■ **Problem statement**:
Report every line of the records that contains the word "still".

*** Provided data ***

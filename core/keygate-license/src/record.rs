//! License records and their outward rendering.

use std::collections::BTreeMap;
use std::net::Ipv4Addr;
use std::str::FromStr;

use chrono::DateTime;
use serde::{Deserialize, Serialize};

/// Maximum number of addresses on a license allowlist.
pub const MAX_IPS_PER_LICENSE: usize = 2;

/// Seconds in one day, used to convert `expire` day counts.
pub const SECS_PER_DAY: i64 = 24 * 60 * 60;

/// The persisted catalog: license key to record, ordered by key.
pub type Catalog = BTreeMap<String, LicenseRecord>;

/// A single issued license as stored on disk.
#[derive(Debug, Clone, PartialEq, Eq, Serialize, Deserialize)]
pub struct LicenseRecord {
    /// Human-readable owner label, unique within the catalog.
    pub name: String,
    /// Addresses allowed to use the license, in insertion order.
    ///
    /// Kept as strings so catalogs holding entries the current parser
    /// rejects (e.g. `010.0.0.1`) still load; such entries never match.
    pub ip_list: Vec<String>,
    /// Expiry instant in seconds since the Unix epoch.
    pub expire: i64,
}

impl LicenseRecord {
    /// Creates a record with an empty allowlist.
    #[must_use]
    pub fn new(name: impl Into<String>, expire: i64) -> Self {
        Self {
            name: name.into(),
            ip_list: Vec::new(),
            expire,
        }
    }

    /// Returns true once `now` has reached the expiry instant.
    #[must_use]
    pub fn is_expired_at(&self, now: i64) -> bool {
        now >= self.expire
    }

    /// Returns true if `ip` is on the allowlist.
    #[must_use]
    pub fn allows(&self, ip: Ipv4Addr) -> bool {
        self.ip_list.iter().any(|entry| parse_ipv4(entry) == Some(ip))
    }

    /// Number of addresses that can still be added.
    #[must_use]
    pub fn remaining_slots(&self) -> usize {
        MAX_IPS_PER_LICENSE.saturating_sub(self.ip_list.len())
    }

    /// Renders the record for a response, with `expire` as a calendar date.
    #[must_use]
    pub fn view(&self) -> LicenseView {
        LicenseView {
            name: self.name.clone(),
            ip_list: self.ip_list.clone(),
            expire: format_expire(self.expire),
        }
    }
}

/// A record as returned to callers.
#[derive(Debug, Clone, PartialEq, Eq, Serialize, Deserialize)]
pub struct LicenseView {
    pub name: String,
    pub ip_list: Vec<String>,
    /// Expiry date, `YYYY-MM-DD` (UTC).
    pub expire: String,
}

/// A newly created license together with its key.
#[derive(Debug, Clone, PartialEq, Eq, Serialize, Deserialize)]
pub struct IssuedLicense {
    pub license: String,
    #[serde(flatten)]
    pub record: LicenseView,
}

/// Parses a dotted-quad IPv4 address.
///
/// Each of the four segments must be a decimal integer in `0..=255` with no
/// leading zeros, sign, or surrounding whitespace.
#[must_use]
pub fn parse_ipv4(ip: &str) -> Option<Ipv4Addr> {
    Ipv4Addr::from_str(ip).ok()
}

/// Formats an epoch timestamp as `YYYY-MM-DD` in UTC.
#[must_use]
pub fn format_expire(timestamp: i64) -> String {
    DateTime::from_timestamp(timestamp, 0)
        .map(|dt| dt.format("%Y-%m-%d").to_string())
        .unwrap_or_else(|| timestamp.to_string())
}

#[cfg(test)]
mod tests {
    use super::*;

    #[test]
    fn expiry_boundary_is_inclusive() {
        let record = LicenseRecord::new("acme", 1_000);
        assert!(!record.is_expired_at(999));
        assert!(record.is_expired_at(1_000));
    }

    #[test]
    fn unparseable_entries_never_match() {
        let mut record = LicenseRecord::new("legacy", 0);
        record.ip_list.push("010.0.0.1".to_string());
        assert!(!record.allows(Ipv4Addr::new(10, 0, 0, 1)));
        record.ip_list.push("10.0.0.1".to_string());
        assert!(record.allows(Ipv4Addr::new(10, 0, 0, 1)));
    }

    #[test]
    fn out_of_range_timestamp_falls_back_to_number() {
        assert_eq!(format_expire(i64::MAX), i64::MAX.to_string());
    }
}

***

■ **Exercise result**:
    /// rejects (e.g. `010.0.0.1`) still load; such entries never match.
    /// Number of addresses that can still be added.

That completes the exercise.